I returned the book to the library and can't find it on the interwebs, so I don't have the exact quote, but Neil Gaiman wrote in his introduction to The Thirteen Clocks that he used to pretend he had to pay for his words rather than think he was being paid for them so that he only used the most essential. If an award winning, internationally beloved  writer of such classics as Coraline, (my personal favorite. I haven't read everything he has read, just Stardust, Neverwhere, and the Graveyard Book, oh and watched his two episodes of Doctor Who. . .), anyway, if that guy has advice on how to write, it is kind of conceited to ignore it and say, "Well that may work for you Huge, Newbery, and Carnegie Medal Award Winner Neil Gaiman, but I'm going to do it THIS WAY!"

So what to do?

My first instinct is to print up a copy and go through and red line every word I can't justify. My second is that I desperately need a second opinion. This is what professional writers have editors for! But I'm on my own for the most part. No one is getting paid to work on my stuff.

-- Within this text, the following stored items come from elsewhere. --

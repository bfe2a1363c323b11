//! Detector that replays precomputed detections from a JSON Lines file.
//!
//! One line per frame:
//!
//! ```text
//! {"frame": 0, "detections": [{"bbox": [x1, y1, x2, y2], "confidence": 0.9, "class_id": 18}]}
//! ```
//!
//! Frames with no line get no detections; several lines for the same frame
//! are concatenated.

use std::collections::HashMap;
use std::convert::Infallible;
use std::fs::File;
use std::io::{BufRead, BufReader};
use std::path::{Path, PathBuf};

use serde::Deserialize;
use thiserror::Error;

use super::{DetectionBuilder, Detector};
use crate::tracker::Detection;
use crate::video::Frame;

#[derive(Error, Debug)]
pub enum ReplayError {
    #[error("cannot read detections {path}: {source}")]
    Io {
        path: PathBuf,
        #[source]
        source: std::io::Error,
    },

    #[error("line {line}: {source}")]
    Parse {
        line: usize,
        #[source]
        source: serde_json::Error,
    },
}

#[derive(Deserialize)]
struct FrameRecord {
    frame: u64,
    #[serde(default)]
    detections: Vec<BoxRecord>,
}

#[derive(Deserialize)]
struct BoxRecord {
    bbox: [f32; 4],
    confidence: f32,
    class_id: u32,
}

#[derive(Debug, Clone, Default)]
pub struct ReplayDetector {
    frames: HashMap<u64, Vec<Detection>>,
}

impl ReplayDetector {
    pub fn from_path(path: &Path) -> Result<Self, ReplayError> {
        let file = File::open(path).map_err(|source| ReplayError::Io {
            path: path.to_path_buf(),
            source,
        })?;
        Self::from_reader(BufReader::new(file)).map_err(|e| match e {
            ReplayError::Io { source, .. } => ReplayError::Io {
                path: path.to_path_buf(),
                source,
            },
            other => other,
        })
    }

    pub fn from_reader(reader: impl BufRead) -> Result<Self, ReplayError> {
        let mut frames: HashMap<u64, Vec<Detection>> = HashMap::new();
        for (i, line) in reader.lines().enumerate() {
            let line = line.map_err(|source| ReplayError::Io {
                path: PathBuf::new(),
                source,
            })?;
            if line.trim().is_empty() {
                continue;
            }
            let record: FrameRecord = serde_json::from_str(&line)
                .map_err(|source| ReplayError::Parse { line: i + 1, source })?;
            frames
                .entry(record.frame)
                .or_default()
                .extend(record.detections.into_iter().map(|b| {
                    let [x1, y1, x2, y2] = b.bbox;
                    DetectionBuilder::new()
                        .tlbr(x1, y1, x2, y2)
                        .score(b.confidence)
                        .class_id(b.class_id)
                        .build()
                }));
        }
        Ok(Self { frames })
    }

    /// Number of frames with at least one line.
    pub fn len(&self) -> usize {
        self.frames.len()
    }

    pub fn is_empty(&self) -> bool {
        self.frames.is_empty()
    }
}

impl Detector for ReplayDetector {
    type Error = Infallible;

    fn detect(&self, frame: &Frame) -> Result<Vec<Detection>, Self::Error> {
        Ok(self.frames.get(&frame.index).cloned().unwrap_or_default())
    }
}

#[cfg(test)]
mod tests {
    use super::*;
    use image::RgbImage;

    const LINES: &str = r#"{"frame": 0, "detections": [{"bbox": [10, 20, 50, 80], "confidence": 0.9, "class_id": 18}]}

{"frame": 2, "detections": []}
{"frame": 0, "detections": [{"bbox": [100, 20, 150, 80], "confidence": 0.4, "class_id": 16}]}
"#;

    #[test]
    fn test_replays_by_frame_index() {
        let detector = ReplayDetector::from_reader(LINES.as_bytes()).unwrap();
        assert_eq!(detector.len(), 2);

        let frame0 = Frame::new(0, 30.0, RgbImage::new(4, 4));
        let dets = detector.detect(&frame0).unwrap();
        assert_eq!(dets.len(), 2);
        assert_eq!(dets[0].bbox.to_tlbr(), [10.0, 20.0, 50.0, 80.0]);
        assert_eq!(dets[1].class_id, 16);

        let frame7 = Frame::new(7, 30.0, RgbImage::new(4, 4));
        assert!(detector.detect(&frame7).unwrap().is_empty());
    }

    #[test]
    fn test_bad_line_reports_line_number() {
        let input = "{\"frame\": 0}\nnot json\n";
        match ReplayDetector::from_reader(input.as_bytes()) {
            Err(ReplayError::Parse { line, .. }) => assert_eq!(line, 2),
            other => panic!("expected parse error, got {other:?}"),
        }
    }
}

I recently joined Scribofile which is an online writers critique community, but you have to give critiques to earn the right to post works to be critiqued, and I haven't had time to really do this (if I do critique something, I take it seriously. I don't just do a read through and give some half-hearted good/okay/whatever at the end.).

In my wildest dreams Neil Gaiman would see this and loan me one of his editors, but if Neil Gaiman jumped every time he was mentioned on the internet he'd be like one of those super bouncy balls constantly "boing, boing, boinging" around the world. 

So the question is, how ruthless with the red pen am I going to be this time?


 Its Hump Day!

1 comment:

  1. you know, when I start to edit this is exactly the same problem I run into. Good luck. And hugs! What I try to do is stop second guessing myself and just go with it.